Quantitation of initial uptake of the cholescintigraphy agents, 99mTc-Lidofenin, 99mTc-Disofenin, 99mTc-Mebrofenin, and 99mTc-Arclofenin, in short-term cultured rat hepatocytes revealed a marked reduction at 4 degrees C as compared with 37 degrees C. Depletion of adenosine triphosphate by preincubation of cells in sodium azide and 2-deoxyglucose reduced initial uptake of 99mTc-Disofenin at 37 degrees C by 50% (p less than 0.05), suggesting an energy-dependent mechanism.
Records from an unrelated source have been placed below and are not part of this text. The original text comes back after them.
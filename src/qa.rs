//! Question-answering orchestrator: retrieve, format, generate, cite

use crate::error::Result;
use crate::generation::{AnswerGenerator, PromptBuilder, REFUSAL};
use crate::retrieval::Retriever;
use crate::storage::ScoredChunk;

/// A generated answer with its supporting source labels
#[derive(Debug, Clone)]
pub struct Answer {
    /// Generated answer text
    pub answer: String,
    /// Distinct source labels of the retrieved chunks, first-seen order
    pub sources: Vec<String>,
}

/// Query orchestrator running the read path end to end
pub struct QueryEngine {
    retriever: Retriever,
    generator: AnswerGenerator,
}

impl QueryEngine {
    /// Create a new query engine
    pub fn new(retriever: Retriever, generator: AnswerGenerator) -> Self {
        Self {
            retriever,
            generator,
        }
    }

    /// Answer a question from the stored chunks.
    ///
    /// Retrieval with zero hits short-circuits to the fixed refusal sentence
    /// and an empty source list, skipping the generation call.
    pub async fn ask(&self, question: &str) -> Result<Answer> {
        let retrieved = self.retriever.retrieve(question).await?;

        if retrieved.is_empty() {
            tracing::info!("no chunks retrieved, returning refusal");
            return Ok(Answer {
                answer: REFUSAL.to_string(),
                sources: Vec::new(),
            });
        }

        let context = PromptBuilder::format_context(&retrieved);
        let answer = self.generator.generate(question, &context).await?;
        let sources = distinct_sources(&retrieved);

        tracing::info!("answered question with {} sources", sources.len());
        Ok(Answer { answer, sources })
    }
}

/// Distinct `source` values from the retrieved chunks, first-seen order
fn distinct_sources(chunks: &[ScoredChunk]) -> Vec<String> {
    let mut sources = Vec::new();
    for scored in chunks {
        if let Some(source) = scored.chunk.source() {
            if !sources.iter().any(|s| s == source) {
                sources.push(source.to_string());
            }
        }
    }
    sources
}

#[cfg(test)]
mod tests {
    use super::*;
    use crate::types::document::{Chunk, Document};

    fn scored(source: &str) -> ScoredChunk {
        let mut doc = Document::new("text");
        doc.set_default_source(source);
        ScoredChunk {
            chunk: Chunk::from_parent(&doc, "text".to_string(), 0),
            similarity: 0.5,
        }
    }

    #[test]
    fn distinct_sources_removes_duplicates_keeps_order() {
        let chunks = vec![
            scored("file:a.txt"),
            scored("file:b.txt"),
            scored("file:a.txt"),
            scored("https://example.com"),
        ];
        assert_eq!(
            distinct_sources(&chunks),
            ["file:a.txt", "file:b.txt", "https://example.com"]
        );
    }

    #[test]
    fn distinct_sources_skips_untagged_chunks() {
        let untagged = ScoredChunk {
            chunk: Chunk::from_parent(&Document::new("x"), "x".to_string(), 0),
            similarity: 0.1,
        };
        assert!(distinct_sources(&[untagged]).is_empty());
    }
}
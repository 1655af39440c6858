//! Response types for the HTTP surface

use serde::{Deserialize, Serialize};

/// Response from `POST /ingest/file` and `POST /ingest/url`
#[derive(Debug, Clone, Serialize, Deserialize)]
pub struct IngestResponse {
    /// Number of chunks written to the vector store
    pub ingested_chunks: usize,
    /// Source label the chunks were tagged with
    pub source: String,
}

/// Response from `POST /ask`
#[derive(Debug, Clone, Serialize, Deserialize)]
pub struct AskResponse {
    /// Generated answer text
    pub answer: String,
    /// Distinct source labels of the retrieved chunks, first-seen order
    pub sources: Vec<String>,
}

/// Response from `GET /`
#[derive(Debug, Clone, Serialize, Deserialize)]
pub struct StatusResponse {
    /// Liveness marker
    pub status: String,
}

impl StatusResponse {
    /// The healthy liveness response
    pub fn ok() -> Self {
        Self {
            status: "ok".to_string(),
        }
    }
}
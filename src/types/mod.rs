//! Core types for documents, chunks, and the HTTP wire format

pub mod document;
pub mod query;
pub mod response;

pub use document::{Chunk, Document, FileType};
pub use query::AskRequest;
pub use response::{AskResponse, IngestResponse};
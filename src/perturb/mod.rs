//! Perturbation of embeddings.
//!
//! A perturbation proposes the next candidate in the search. The basic
//! step flips a fair coin: either grow a structurally new connected
//! subgraph from a random member of the current embedding, or reorder the
//! current qubits among the logical slots. Chained variants apply several
//! steps per proposal.

mod operators;
mod types;

pub use operators::{partial_shuffle, perturb, perturb_chain, regenerate, reorder};
pub use types::{Perturbation, MAX_CHAIN};
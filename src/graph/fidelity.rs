//! Per-qubit and per-edge fidelity annotations.

use std::collections::BTreeMap;

#[cfg(feature = "serde")]
use serde::{Deserialize, Serialize};

use crate::error::GraphError;

/// Named fidelity series attached to a connectivity graph.
///
/// Each `single_qubit` series holds one value per qubit, in the order of
/// [`ConnectivityGraph::qubits`](super::ConnectivityGraph::qubits). Each
/// `two_qubit` series holds one value per edge, in the order of
/// [`ConnectivityGraph::edges`](super::ConnectivityGraph::edges).
///
/// Typical series names are `f1QRB` and `fRO` for single qubits and `fCZ`
/// and `fCPHASE` for pairs. The search never reads or mutates these values;
/// they are carried for objectives and reporting.
#[derive(Debug, Clone, Default, PartialEq)]
#[cfg_attr(feature = "serde", derive(Serialize, Deserialize))]
pub struct Fidelity {
    /// Single-qubit series keyed by name.
    #[cfg_attr(feature = "serde", serde(default))]
    pub single_qubit: BTreeMap<String, Vec<f64>>,
    /// Two-qubit series keyed by name.
    #[cfg_attr(feature = "serde", serde(default))]
    pub two_qubit: BTreeMap<String, Vec<f64>>,
}

impl Fidelity {
    /// Creates an empty annotation set.
    pub fn new() -> Self {
        Self::default()
    }

    /// Adds a single-qubit series.
    pub fn with_single_qubit(mut self, name: impl Into<String>, values: Vec<f64>) -> Self {
        self.single_qubit.insert(name.into(), values);
        self
    }

    /// Adds a two-qubit series.
    pub fn with_two_qubit(mut self, name: impl Into<String>, values: Vec<f64>) -> Self {
        self.two_qubit.insert(name.into(), values);
        self
    }

    /// Whether no series are present.
    pub fn is_empty(&self) -> bool {
        self.single_qubit.is_empty() && self.two_qubit.is_empty()
    }

    pub(crate) fn validate(&self, num_qubits: usize, num_edges: usize) -> Result<(), GraphError> {
        for (name, values) in &self.single_qubit {
            if values.len() != num_qubits {
                return Err(GraphError::FidelityLengthMismatch {
                    kind: "single-qubit",
                    name: name.clone(),
                    expected: num_qubits,
                    got: values.len(),
                });
            }
        }
        for (name, values) in &self.two_qubit {
            if values.len() != num_edges {
                return Err(GraphError::FidelityLengthMismatch {
                    kind: "two-qubit",
                    name: name.clone(),
                    expected: num_edges,
                    got: values.len(),
                });
            }
        }
        Ok(())
    }

    /// Keeps only the entries whose mask bit is set.
    pub(crate) fn retain(&self, keep_qubit: &[bool], keep_edge: &[bool]) -> Self {
        let filter = |values: &Vec<f64>, mask: &[bool]| -> Vec<f64> {
            values
                .iter()
                .zip(mask)
                .filter(|(_, keep)| **keep)
                .map(|(&v, _)| v)
                .collect()
        };
        Self {
            single_qubit: self
                .single_qubit
                .iter()
                .map(|(k, v)| (k.clone(), filter(v, keep_qubit)))
                .collect(),
            two_qubit: self
                .two_qubit
                .iter()
                .map(|(k, v)| (k.clone(), filter(v, keep_edge)))
                .collect(),
        }
    }
}
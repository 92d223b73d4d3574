//! Logical-to-physical qubit assignment.

use std::collections::HashSet;
use std::fmt;

use rand::seq::IndexedRandom;
use rand::Rng;

#[cfg(feature = "serde")]
use serde::{Deserialize, Serialize};

use crate::error::{AnnealError, GraphError};
use crate::graph::ConnectivityGraph;

/// An ordered placement of logical qubits onto physical qubits.
///
/// Slot `i` holds the physical qubit that logical qubit `i` runs on, so
/// the order is significant. No physical qubit appears twice.
#[derive(Debug, Clone, PartialEq, Eq, Hash)]
#[cfg_attr(
    feature = "serde",
    derive(Serialize, Deserialize),
    serde(try_from = "Vec<u32>", into = "Vec<u32>")
)]
pub struct Embedding(Vec<u32>);

impl Embedding {
    /// Wraps a qubit list, rejecting duplicates.
    pub fn new(qubits: Vec<u32>) -> Result<Self, AnnealError> {
        let mut seen = HashSet::with_capacity(qubits.len());
        for &q in &qubits {
            if !seen.insert(q) {
                return Err(AnnealError::DuplicateInEmbedding { qubit: q });
            }
        }
        Ok(Self(qubits))
    }

    /// Wraps a list known to be duplicate-free (traversal or permutation output).
    pub(crate) fn from_distinct(qubits: Vec<u32>) -> Self {
        debug_assert_eq!(
            qubits.iter().collect::<HashSet<_>>().len(),
            qubits.len(),
            "embedding built from non-distinct qubits"
        );
        Self(qubits)
    }

    /// `n` distinct qubits sampled uniformly from the graph, with no
    /// connectivity requirement. If `n` exceeds the qubit count, every
    /// qubit is returned in random order.
    pub fn random<R: Rng>(graph: &ConnectivityGraph, n: usize, rng: &mut R) -> Self {
        let picked: Vec<u32> = graph.qubits().choose_multiple(rng, n).copied().collect();
        Self(picked)
    }

    /// Checks that every physical qubit exists in `graph`.
    pub fn check_against(&self, graph: &ConnectivityGraph) -> Result<(), GraphError> {
        match self.0.iter().find(|&&q| !graph.contains(q)) {
            Some(&qubit) => Err(GraphError::QubitNotFound { qubit }),
            None => Ok(()),
        }
    }

    /// Number of logical qubits.
    pub fn len(&self) -> usize {
        self.0.len()
    }

    /// Whether the embedding is empty.
    pub fn is_empty(&self) -> bool {
        self.0.is_empty()
    }

    /// Physical qubit assigned to logical qubit `logical`.
    pub fn physical(&self, logical: usize) -> Option<u32> {
        self.0.get(logical).copied()
    }

    /// Physical qubits in slot order.
    pub fn as_slice(&self) -> &[u32] {
        &self.0
    }

    /// Iterates physical qubits in slot order.
    pub fn iter(&self) -> impl Iterator<Item = u32> + '_ {
        self.0.iter().copied()
    }

    /// The occupied physical qubits, sorted. Two embeddings that differ only
    /// in slot order have the same set.
    pub fn physical_qubits(&self) -> Vec<u32> {
        let mut set = self.0.clone();
        set.sort_unstable();
        set
    }

    /// Consumes the embedding and returns the qubit list.
    pub fn into_vec(self) -> Vec<u32> {
        self.0
    }
}

impl TryFrom<Vec<u32>> for Embedding {
    type Error = AnnealError;

    fn try_from(qubits: Vec<u32>) -> Result<Self, Self::Error> {
        Self::new(qubits)
    }
}

impl From<Embedding> for Vec<u32> {
    fn from(embedding: Embedding) -> Self {
        embedding.0
    }
}

impl fmt::Display for Embedding {
    fn fmt(&self, f: &mut fmt::Formatter<'_>) -> fmt::Result {
        write!(f, "[")?;
        for (i, q) in self.0.iter().enumerate() {
            if i > 0 {
                write!(f, ", ")?;
            }
            write!(f, "{q}")?;
        }
        write!(f, "]")
    }
}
At 37 degrees C, 99mTc-Mebrofenin and 99mTc-Disofenin had the greatest rate of uptake. 99mTc-Disofenin and 99mTc-Lidofenin uptake was inhibited by 20 microM sulfobromophthalein, bilirubin, taurocholate, deoxycholate, chenodeoxycholate, and cholate, suggesting a common anionic transport mechanism. Uptake of 99mTc-Disofenin was unaffected by removal of NaCl from medium, suggesting that its transport did not proceed by the primary high-affinity uptake pathways associated with sulfobromophthalein and taurocholate, which require Cl- and Na+, respectively. 99mTc-Mebrofenin uptake was inhibited only modestly by taurocholate, deoxycholate, and bilirubin (p less than 0.05) and 99mTc-Arclofenin uptake was not inhibited by the organic anions studied. These results suggest that 99mTc-Mebrofenin and 99mTc-Arclofenin might be advantageous for cholescintigraphy in severely jaundiced patients. The relatively simple in vitro methodology described in this study may be useful in the design and screening of potential new agents before proceeding to animal studies or clinical trials.